MILWAUKEE (CBS 58) — Plans for the future expansion of I-94 were unveiled today, upsetting residents in Milwaukee’s Story Hill neighborhood. But state officials say the eight-lane alternative is better.
Wisconsin Department of Transportation officials say they are looking to the future. They point to a DOT study that predicts eight lanes would result in fewer accidents than six over the next 15 years, but neighbors say there’s more to the story.
Two opposing viewpoints argue about what happens to this section of I-94 between 70th and 16th Roads that need upgrading.
“I understand the congestion on the freeway, but it’s not as bad as people make it out to be,” said Ed Calvey, resident of Story Hill.
Ed Calvey has had a front yard view of the east-west corridor since it was built.
“I can tell you I was on the very first freeway ride when it first opened,” Calvey said.
Those who live along the freeway fear freeway expansion could lead to more pollution and lower property values…and…

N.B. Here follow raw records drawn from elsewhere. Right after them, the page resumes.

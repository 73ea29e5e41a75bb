use actix_web::{HttpResponse, ResponseError, http::StatusCode};
use serde_json::json;
use thiserror::Error;

use crate::store::StoreError;

/// Broad class of a failure; decides the HTTP status.
#[derive(Debug, Copy, Clone, Eq, PartialEq)]
pub enum ErrorKind {
    Validation,
    Conflict,
    Precondition,
    Store,
}

/// The store step that failed.
#[derive(Debug, Copy, Clone, Eq, PartialEq)]
pub enum StoreOp {
    Lookup,
    InsertClockIn,
    UpdateClockIn,
    UpdateClockOut,
    List,
    Scan,
    Rows,
}

impl StoreOp {
    fn public_message(self) -> &'static str {
        match self {
            StoreOp::Lookup | StoreOp::List => "db error",
            StoreOp::InsertClockIn => "failed to insert clock_in",
            StoreOp::UpdateClockIn => "failed to update clock_in",
            StoreOp::UpdateClockOut => "failed to update clock_out",
            StoreOp::Scan => "failed to scan",
            StoreOp::Rows => "rows error",
        }
    }
}

#[derive(Debug, Error)]
pub enum AttendanceError {
    #[error("invalid days: {0:?}")]
    InvalidRange(String),

    #[error("already clocked in")]
    AlreadyClockedIn,

    #[error("already clocked out")]
    AlreadyClockedOut,

    #[error("no attendance record for today")]
    NoActiveSession,

    #[error("not clocked in yet")]
    NotYetClockedIn,

    #[error("store failure during {op:?}: {source}")]
    Store {
        op: StoreOp,
        #[source]
        source: StoreError,
    },
}

impl AttendanceError {
    pub fn store(op: StoreOp, source: StoreError) -> Self {
        AttendanceError::Store { op, source }
    }

    pub fn kind(&self) -> ErrorKind {
        match self {
            AttendanceError::InvalidRange(_) => ErrorKind::Validation,
            AttendanceError::AlreadyClockedIn | AttendanceError::AlreadyClockedOut => {
                ErrorKind::Conflict
            }
            AttendanceError::NoActiveSession | AttendanceError::NotYetClockedIn => {
                ErrorKind::Precondition
            }
            AttendanceError::Store { .. } => ErrorKind::Store,
        }
    }

    /// Text safe to hand to the caller. Store details stay in the logs.
    pub fn public_message(&self) -> &'static str {
        match self {
            AttendanceError::InvalidRange(_) => "invalid days",
            AttendanceError::AlreadyClockedIn => "already clocked in",
            AttendanceError::AlreadyClockedOut => "already clocked out",
            AttendanceError::NoActiveSession => "no attendance record for today",
            AttendanceError::NotYetClockedIn => "not clocked in yet",
            AttendanceError::Store { op, .. } => op.public_message(),
        }
    }
}

impl ResponseError for AttendanceError {
    fn status_code(&self) -> StatusCode {
        match self.kind() {
            ErrorKind::Validation | ErrorKind::Conflict | ErrorKind::Precondition => {
                StatusCode::BAD_REQUEST
            }
            ErrorKind::Store => StatusCode::INTERNAL_SERVER_ERROR,
        }
    }

    fn error_response(&self) -> HttpResponse {
        HttpResponse::build(self.status_code()).json(json!({
            "error": self.public_message()
        }))
    }
}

“More lanes mean more traffic and more noise, higher speeds on the freeway, and they’re concerned about that,” said Peter Burgelis, District 15, Milwaukee County executive chairman.
Some Story Hill residents say a “fix-at-six” solution is the way to go, citing six lanes as safer than eight.
“The eight-lane design option narrows the roadway to a nip right at the cemetery, and instead of an 11-foot lane, you have a 10-foot lane,” Burgelis said.
But the Federal Highway Administration and DOT say the east-west corridor should be expanded to eight lanes. The project would replace the stadium hub with a diverging diamond hub and modernize the hubs at Hawley, 35th and 25./27. connect the Hank Aaron State Trail to the Oak Leaf Trail and reduce traffic on local roads. But opponents have concerns.
“This was incredibly disappointing news for us and our coalition,” said 1,000 Friends of Wisconsin’s Transportation Policy Director Gregg May.
The $1.2 billion plan is $40 million more than the six-lane alternative, which was rejected because it could not guarantee acceptable travel times and service levels by 2040.
“We just think it’s irresponsible to spend that kind of money, more than $1 billion at a time when the Milwaukee County Transit Service is facing a fiscal cliff,” May said.
“Just respect our neighborhood, respect Milwaukee, and consider the fact that if you lived here, you wouldn’t want to either,” Calvey said.
It’s not a closed deal, and it’s time for Wisconsinites to comment at two upcoming public hearings in December.